== WORK ORDER ==
Exactly reproduce the line containing "let not_found = ||" together with every line after it, through the end of the entries, and give nothing more.

== SUPPLIED RECORDS ==
━━━━━━━━━━━━━━━━━━━━━━━━━━━━━━

use axum::{
    extract::{Path, State},
    http::StatusCode,
    Json,
};
use tracing::debug;

use crate::models::{DocumentSnapshotResponse, ErrorResponse};
use crate::state::AppState;

/// Live state of a document hub on this replica
pub async fn doc_snapshot(
    State(state): State<AppState>,
    Path(doc_id): Path<String>,
) -> Result<Json<DocumentSnapshotResponse>, (StatusCode, Json<ErrorResponse>)> {
    let not_found = || ErrorResponse::reply(StatusCode::NOT_FOUND, format!("Document '{}' is not open here", doc_id));

    let Some(hub) = state.registry.get(&doc_id).await else {
        debug!("No live hub for document {}", doc_id);
        return Err(not_found());
    };
    let Some(snapshot) = hub.snapshot().await else {
        return Err(not_found());
    };

    Ok(Json(DocumentSnapshotResponse {
        id: snapshot.doc_id,
        phase: snapshot.phase.as_str().to_string(),
        tabs: snapshot.state.tabs,
        active_tab_id: snapshot.state.active_tab_id,
        language: snapshot.state.language,
        version: snapshot.state.version,
        last_modified: snapshot.state.last_modified,
        users: snapshot.users,
        connections: snapshot.connections,
    }))
}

━━━━━━━━━━━━━━━━━━━━━━━━━━━━━━

== ANSWER FOR THIS EXERCISE ==
    let not_found = || ErrorResponse::reply(StatusCode::NOT_FOUND, format!("Document '{}' is not open here", doc_id));

    let Some(hub) = state.registry.get(&doc_id).await else {
        debug!("No live hub for document {}", doc_id);
        return Err(not_found());
    };
    let Some(snapshot) = hub.snapshot().await else {
        return Err(not_found());
    };

    Ok(Json(DocumentSnapshotResponse {
        id: snapshot.doc_id,
        phase: snapshot.phase.as_str().to_string(),
        tabs: snapshot.state.tabs,
        active_tab_id: snapshot.state.active_tab_id,
        language: snapshot.state.language,
        version: snapshot.state.version,
        last_modified: snapshot.state.last_modified,
        users: snapshot.users,
        connections: snapshot.connections,
    }))
}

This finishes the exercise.